The Effect of Hyperbaric Oxygen on Brain Macrophage after the Postischemic Stroke in Rats

• Main Authors: Chang, Hsien-Feng, 張賢鋒
• Other Authors: Liu, Jiang-Chuan
• Format: Others
• Language: zh-TW
• Published: 2002
• Online Access: http://ndltd.ncl.edu.tw/handle/27688029976513797732

碩士 === 國防醫學院 === 生物及解剖學研究所 === 90 === Cerebral hypoxia is a major component of immediate and secondary cell damage caused by ischemia.The optimal clinical management of cerebral ischemic insult to the brain remains problematic.Various therapeutic regimens including hyperbaric oxygen have been proposed to protect the brain after an ischemic insult. Recent evidence showed the HBO treatment can reduce cerebral infarction area and decrease neurological deficits.

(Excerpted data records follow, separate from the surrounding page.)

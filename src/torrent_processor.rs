use std::{str::FromStr, sync::Arc, time::Duration};

use reqwest::{Client, StatusCode, header, redirect::Policy};
use tokio::{sync::Semaphore, task::JoinSet};
use torrent::{MagnetLink, Metainfo, metainfo::MetaFile};

use crate::{
    media::{Media, MediaKind},
    parser,
    rate_limit::SlidingWindow,
    torrent_item::{TorrentFileEntry, TorrentItem, VideoFileEntry},
};

/// Turns raw indexer rows into canonical torrent items: fetches `.torrent`
/// bodies where needed, computes infohashes, picks the right file and builds
/// magnets. Items that cannot be decoded are dropped.
#[derive(Debug)]
pub struct TorrentProcessor {
    client: Client,
    global_window: SlidingWindow,
    download_window: SlidingWindow,
    width: usize,
}

impl TorrentProcessor {
    pub fn new(width: usize) -> Self {
        // Redirects stay manual: a 302 from an indexer is how it hands out
        // a magnet instead of a file.
        let client = Client::builder()
            .redirect(Policy::none())
            .build()
            .expect("client to build");
        Self {
            client,
            global_window: SlidingWindow::per_minute_250(),
            download_window: SlidingWindow::per_second_1(),
            width,
        }
    }

    pub async fn process_all(
        self: &Arc<Self>,
        items: Vec<TorrentItem>,
        media: &Media,
    ) -> Vec<TorrentItem> {
        let mut join_set: JoinSet<Option<TorrentItem>> = JoinSet::new();
        let slots = Arc::new(Semaphore::new(self.width.max(1)));
        for item in items {
            let this = self.clone();
            let slots = slots.clone();
            let media = media.clone();
            join_set.spawn(async move {
                let _permit = slots.acquire().await.expect("semaphore never closes");
                this.process(item, &media).await
            });
        }
        let mut processed = Vec::new();
        while let Some(joined) = join_set.join_next().await {
            match joined {
                Ok(Some(item)) => processed.push(item),
                Ok(None) => {}
                Err(e) => tracing::error!("Torrent processing task panicked: {e}"),
            }
        }
        processed
    }

    async fn process(&self, item: TorrentItem, media: &Media) -> Option<TorrentItem> {
        let link = match item.link.clone() {
            Some(link) => link,
            None => return Some(process_magnet(item)),
        };
        if link.starts_with("magnet:") {
            return Some(process_magnet(item));
        }
        self.fetch_and_decode(item, &link, media).await
    }

    async fn fetch_and_decode(
        &self,
        mut item: TorrentItem,
        link: &str,
        media: &Media,
    ) -> Option<TorrentItem> {
        self.global_window.acquire().await;
        self.download_window.acquire().await;

        let timeout = match item.indexer.as_str() {
            "Sharewood" => Duration::from_secs(5),
            "Yggflix" => Duration::from_secs(10),
            _ => Duration::from_secs(40),
        };
        let response = match self.client.get(link).timeout(timeout).send().await {
            Ok(response) => response,
            Err(e) => {
                tracing::error!(link, "Error while fetching torrent file: {e}");
                return Some(item);
            }
        };
        match response.status() {
            StatusCode::OK => {}
            StatusCode::FOUND => {
                // The source redirects straight to a magnet.
                match response
                    .headers()
                    .get(header::LOCATION)
                    .and_then(|value| value.to_str().ok())
                {
                    Some(location) => {
                        item.magnet = Some(location.to_string());
                        return Some(process_magnet(item));
                    }
                    None => {
                        tracing::error!(link, "302 without a Location header");
                        return Some(item);
                    }
                }
            }
            StatusCode::UNPROCESSABLE_ENTITY if item.indexer == "Yggflix" => {
                tracing::debug!(link, "Yggflix marks this torrent unavailable");
                return Some(item);
            }
            status => {
                tracing::error!(link, status = status.as_u16(), "Torrent fetch failed");
                return Some(item);
            }
        }
        let body = match response.bytes().await {
            Ok(body) => body,
            Err(e) => {
                tracing::error!(link, "Error while reading torrent body: {e}");
                return Some(item);
            }
        };
        let meta = match Metainfo::from_bytes(&body) {
            Ok(meta) => meta,
            Err(e) => {
                tracing::error!(link, "Dropping undecodable torrent: {e}");
                return None;
            }
        };
        Some(apply_metainfo(item, link, &meta, media))
    }
}

/// Fills identity fields from a magnet link: infohash, trackers and the
/// magnet itself.
pub fn process_magnet(mut item: TorrentItem) -> TorrentItem {
    if item.magnet.is_none() {
        item.magnet = item.link.clone();
    }
    let Some(magnet) = item.magnet.as_deref() else {
        return item;
    };
    match MagnetLink::from_str(magnet) {
        Ok(parsed) => {
            if item.info_hash.is_none() {
                item.info_hash = Some(parsed.info_hash);
            }
            if item.trackers.is_empty() {
                item.trackers = parsed.trackers;
            }
        }
        Err(e) => tracing::warn!("Unparsable magnet on {}: {e}", item.raw_title),
    }
    item
}

/// Applies a decoded `.torrent` to an item: identity, canonical magnet and
/// file selection for the requested media.
pub fn apply_metainfo(
    mut item: TorrentItem,
    link: &str,
    meta: &Metainfo,
    media: &Media,
) -> TorrentItem {
    item.torrent_download = Some(link.to_string());
    item.trackers = meta.trackers.clone();
    item.info_hash = Some(meta.info_hash.clone());
    item.magnet = Some(
        MagnetLink::new(
            meta.info_hash.clone(),
            Some(meta.name.clone()),
            meta.trackers.iter().cloned(),
        )
        .to_string(),
    );

    if meta.is_single_file() {
        item.file_index = Some(1);
        return item;
    }
    item.files = Some(
        meta.files()
            .iter()
            .map(|file| TorrentFileEntry {
                path: file.path.clone(),
                length: file.length,
            })
            .collect(),
    );

    match item.kind {
        MediaKind::Series => {
            let selected = match (media.season_number(), media.episode_number()) {
                (Some(season), Some(episode)) => {
                    select_episode_file(meta.files(), season, episode)
                }
                _ => None,
            };
            if let Some((index, file)) = selected {
                item.file_index = Some(index);
                item.file_name = Some(file.path.clone());
                item.size = file.length;
            } else {
                item.full_index = Some(video_full_index(meta.files()));
            }
        }
        MediaKind::Movie => {
            item.file_index = Some(meta.largest_file_index());
        }
    }
    item
}

/// Largest file whose parsed name covers the requested episode. Returns the
/// 1-based index into the file table.
fn select_episode_file(files: &[MetaFile], season: u32, episode: u32) -> Option<(usize, &MetaFile)> {
    files
        .iter()
        .enumerate()
        .filter(|(_, file)| parser::season_episode_in_filename(&file.path, season, episode))
        .max_by_key(|(_, file)| file.length)
        .map(|(index, file)| (index + 1, file))
}

/// Every video file with its parsed seasons and episodes, for late matching
/// in the smart container.
fn video_full_index(files: &[MetaFile]) -> Vec<VideoFileEntry> {
    files
        .iter()
        .enumerate()
        .filter(|(_, file)| parser::is_video_file(&file.path))
        .map(|(index, file)| {
            let parsed = parser::parse_release(&file.path);
            VideoFileEntry {
                file_index: index + 1,
                file_name: file.path.clone(),
                size: file.length,
                seasons: parsed.seasons,
                episodes: parsed.episodes,
            }
        })
        .collect()
}

#[cfg(test)]
mod tests {
    use super::*;
    use crate::media::MediaKind;
    use crate::torrent_item::Privacy;

    fn raw_item(raw_title: &str, kind: MediaKind) -> TorrentItem {
        TorrentItem::new(
            raw_title.to_string(),
            1000,
            None,
            None,
            10,
            "Jackett".to_string(),
            kind,
            Privacy::Public,
        )
    }

    fn series_media() -> Media {
        Media {
            kind: MediaKind::Series,
            imdb_id: "tt0903747".to_string(),
            tmdb_id: None,
            titles: vec!["Breaking Bad".to_string()],
            year: None,
            season: Some("S03".to_string()),
            episode: Some("E07".to_string()),
            languages: vec!["en".to_string()],
        }
    }

    fn meta_files(entries: &[(&str, u64)]) -> Vec<MetaFile> {
        entries
            .iter()
            .map(|(path, length)| MetaFile {
                path: path.to_string(),
                length: *length,
            })
            .collect()
    }

    #[test]
    fn magnet_links_fill_identity() {
        let mut item = raw_item("Some.Movie.2020.1080p", MediaKind::Movie);
        item.link = Some(
            "magnet:?xt=urn:btih:BE2D7CD9F6B0FDFC035EDFEE4EBD567003EBC254&tr=udp%3A%2F%2Ft.example%3A80"
                .to_string(),
        );
        let item = process_magnet(item);
        assert_eq!(
            item.info_hash.as_deref(),
            Some("be2d7cd9f6b0fdfc035edfee4ebd567003ebc254")
        );
        assert_eq!(item.trackers, vec!["udp://t.example:80"]);
        assert!(item.magnet.unwrap().starts_with("magnet:"));
    }

    #[test]
    fn episode_selection_prefers_largest_match() {
        let files = meta_files(&[
            ("Breaking.Bad.S03E07.480p.mkv", 300),
            ("Breaking.Bad.S03E07.1080p.mkv", 900),
            ("Breaking.Bad.S03E08.1080p.mkv", 950),
        ]);
        let (index, file) = select_episode_file(&files, 3, 7).unwrap();
        assert_eq!(index, 2);
        assert_eq!(file.path, "Breaking.Bad.S03E07.1080p.mkv");
    }

    #[test]
    fn no_match_builds_a_video_index() {
        let files = meta_files(&[
            ("Breaking.Bad.S03E01.mkv", 700),
            ("Breaking.Bad.S03E02.mkv", 800),
            ("extras/sample.nfo", 1),
        ]);
        assert!(select_episode_file(&files, 4, 1).is_none());
        let index = video_full_index(&files);
        assert_eq!(index.len(), 2);
        assert_eq!(index[0].file_index, 1);
        assert_eq!(index[0].seasons, vec![3]);
        assert_eq!(index[0].episodes, vec![1]);
    }

    #[test]
    fn movie_gets_largest_file() {
        let bytes = series_pack_torrent();
        let meta = Metainfo::from_bytes(&bytes).unwrap();
        let item = raw_item("Some.Movie.2020.1080p", MediaKind::Movie);
        let item = apply_metainfo(item, "https://example/file.torrent", &meta, &series_media());
        assert_eq!(item.file_index, Some(2));
        assert!(item.magnet.unwrap().contains(&meta.info_hash));
    }

    #[test]
    fn series_pack_selects_episode_and_rewrites_size() {
        let bytes = series_pack_torrent();
        let meta = Metainfo::from_bytes(&bytes).unwrap();
        let item = raw_item("Show.S01.COMPLETE.1080p", MediaKind::Series);
        let media = Media {
            season: Some("S01".to_string()),
            episode: Some("E01".to_string()),
            ..series_media()
        };
        let item = apply_metainfo(item, "https://example/file.torrent", &meta, &media);
        assert_eq!(item.file_index, Some(1));
        assert_eq!(item.file_name.as_deref(), Some("Show.S01E01.mkv"));
        assert_eq!(item.size, 700);
        assert_eq!(item.torrent_download.as_deref(), Some("https://example/file.torrent"));
    }

    fn series_pack_torrent() -> Vec<u8> {
        let info = b"d5:filesld6:lengthi700e4:pathl15:Show.S01E01.mkveed6:lengthi900e4:pathl15:Show.S01E02.mkveee4:name8:Show.S0112:piece lengthi16384e6:pieces20:aaaaaaaaaaaaaaaaaaaae";
        let mut torrent = Vec::new();
        torrent.extend_from_slice(b"d8:announce17:udp://tracker/one4:info");
        torrent.extend_from_slice(info);
        torrent.push(b'e');
        torrent
    }
}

Also recent evidence suggests that glial cells play an active role in the importance of active neuronal-glia interaction in the maintenance of homeostasis. These function become more significant in respose to a CNS insult such as ischemia. Observations on early reactions of microglia and macrophage after brain injury will be essential to clarify the contributions of these two cell types to the brain’s response to injury. A rat model of reversible occlusion of the middle cerebral artery (MCAO) was developed to assess the relationship of cellular elements and prophylactic hyperbaric oxygen on cerebral injury. Now we have investigated the reaction of brain macrophage after MCAO with/without HBO. The responses of brain macrophages were also exammined with antibodies, OX42, OX6 and ED1. Our results showed that HBO treatment reduced the population of brain macrophages bearing CR3 receptors (OX42) in the infarction area, but not those of brain macrophags with MHC class II antigen (OX6) or macrophage lysosomal protein (ED1). The marked attenuation of OX42 labeled brain macrophages indicated an effective suppression of monocytic invasion in the lesioned cortex. These results may provide the possible mechanism of early HBO therapy in the postischemic stroke of rats on glia reactions.